→ Work to complete: Below this line is a set of entries; quote exactly the lines from the line that contains "is rendered by" to the line that contains "pub const ARTIFACT_UPLOADS_TOTAL: &str", both lines included.

[Saved data entries]

===

//! Fixed metric schema
//!
//! Metric names are part of the external interface: dashboards key on
//! them, so they are declared once here and recorded through typed
//! helpers. The Prometheus exposition is rendered by
//! `metrics-exporter-prometheus`.

use ::metrics::{counter, gauge, histogram};
use metrics_exporter_prometheus::{PrometheusBuilder, PrometheusHandle};
use std::time::Duration;

// Counters
pub const ARTIFACT_UPLOADS_TOTAL: &str = "artifact_uploads_total";
pub const ARTIFACT_DOWNLOADS_TOTAL: &str = "artifact_downloads_total";
pub const ARTIFACT_DELETES_TOTAL: &str = "artifact_deletes_total";
pub const SIGNING_OPERATIONS_TOTAL: &str = "supplychain_signing_operations_total";
pub const VERIFICATION_OPERATIONS_TOTAL: &str = "supplychain_verification_operations_total";
pub const SBOM_OPERATIONS_TOTAL: &str = "supplychain_sbom_operations_total";
pub const ATTESTATION_OPERATIONS_TOTAL: &str = "supplychain_attestation_operations_total";
pub const AUTHENTICATION_ATTEMPTS_TOTAL: &str = "rbac_authentication_attempts_total";
pub const AUTHORIZATION_CHECKS_TOTAL: &str = "rbac_authorization_checks_total";
pub const REQUESTS_TOTAL: &str = "system_requests_total";
pub const ERRORS_TOTAL: &str = "system_errors_total";

// Histograms
pub const ARTIFACT_SIZE_BYTES: &str = "artifact_size_bytes";
pub const ARTIFACT_OPERATION_DURATION: &str = "artifact_operation_duration_seconds";
pub const SUPPLYCHAIN_OPERATION_DURATION: &str = "supplychain_operation_duration_seconds";

// Gauges
pub const ACTIVE_CONNECTIONS: &str = "system_active_connections";

/// Install the Prometheus recorder and return the render handle
pub fn install_prometheus() -> Result<PrometheusHandle, String> {
    PrometheusBuilder::new()
        .install_recorder()
        .map_err(|err| format!("failed to install prometheus recorder: {err}"))
}

fn status_label(success: bool) -> &'static str {
    if success { "success" } else { "error" }
}

pub fn record_upload(bucket: &str, content_type: &str, success: bool) {
    counter!(
        ARTIFACT_UPLOADS_TOTAL,
        "bucket" => bucket.to_string(),
        "type" => content_type.to_string(),
        "status" => status_label(success)
    )
    .increment(1);
}

pub fn record_download(bucket: &str, content_type: &str, success: bool) {
    counter!(
        ARTIFACT_DOWNLOADS_TOTAL,
        "bucket" => bucket.to_string(),
        "type" => content_type.to_string(),
        "status" => status_label(success)
    )
    .increment(1);
}

pub fn record_delete(bucket: &str, content_type: &str, success: bool) {
    counter!(
        ARTIFACT_DELETES_TOTAL,
        "bucket" => bucket.to_string(),
        "type" => content_type.to_string(),
        "status" => status_label(success)
    )
    .increment(1);
}

pub fn record_signing(success: bool) {
    counter!(SIGNING_OPERATIONS_TOTAL, "status" => status_label(success)).increment(1);
}

pub fn record_verification(success: bool) {
    counter!(VERIFICATION_OPERATIONS_TOTAL, "status" => status_label(success)).increment(1);
}

pub fn record_sbom(format: &str, success: bool) {
    counter!(
        SBOM_OPERATIONS_TOTAL,
        "format" => format.to_string(),
        "status" => status_label(success)
    )
    .increment(1);
}

pub fn record_attestation(attestation_type: &str, success: bool) {
    counter!(
        ATTESTATION_OPERATIONS_TOTAL,
        "type" => attestation_type.to_string(),
        "status" => status_label(success)
    )
    .increment(1);
}

pub fn record_authentication(method: &str, success: bool) {
    counter!(
        AUTHENTICATION_ATTEMPTS_TOTAL,
        "method" => method.to_string(),
        "status" => status_label(success)
    )
    .increment(1);
}

pub fn record_authorization(resource: &str, action: &str, allowed: bool) {
    counter!(
        AUTHORIZATION_CHECKS_TOTAL,
        "resource" => resource.to_string(),
        "action" => action.to_string(),
        "result" => if allowed { "allow" } else { "deny" }
    )
    .increment(1);
}

pub fn record_request(method: &str, endpoint: &str, status: u16) {
    counter!(
        REQUESTS_TOTAL,
        "method" => method.to_string(),
        "endpoint" => endpoint.to_string(),
        "status" => status.to_string()
    )
    .increment(1);
}

pub fn record_error(error_type: &str, component: &str) {
    counter!(
        ERRORS_TOTAL,
        "type" => error_type.to_string(),
        "component" => component.to_string()
    )
    .increment(1);
}

pub fn observe_artifact_size(bytes: u64) {
    histogram!(ARTIFACT_SIZE_BYTES).record(bytes as f64);
}

pub fn observe_artifact_duration(operation: &str, elapsed: Duration) {
    histogram!(ARTIFACT_OPERATION_DURATION, "operation" => operation.to_string())
        .record(elapsed.as_secs_f64());
}

pub fn observe_supplychain_duration(operation: &str, elapsed: Duration) {
    histogram!(SUPPLYCHAIN_OPERATION_DURATION, "operation" => operation.to_string())
        .record(elapsed.as_secs_f64());
}

pub fn connection_opened() {
    gauge!(ACTIVE_CONNECTIONS).increment(1.0);
}

pub fn connection_closed() {
    gauge!(ACTIVE_CONNECTIONS).decrement(1.0);
}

===

→ Task solution:
//! helpers. The Prometheus exposition is rendered by
//! `metrics-exporter-prometheus`.

use ::metrics::{counter, gauge, histogram};
use metrics_exporter_prometheus::{PrometheusBuilder, PrometheusHandle};
use std::time::Duration;

// Counters
pub const ARTIFACT_UPLOADS_TOTAL: &str = "artifact_uploads_total";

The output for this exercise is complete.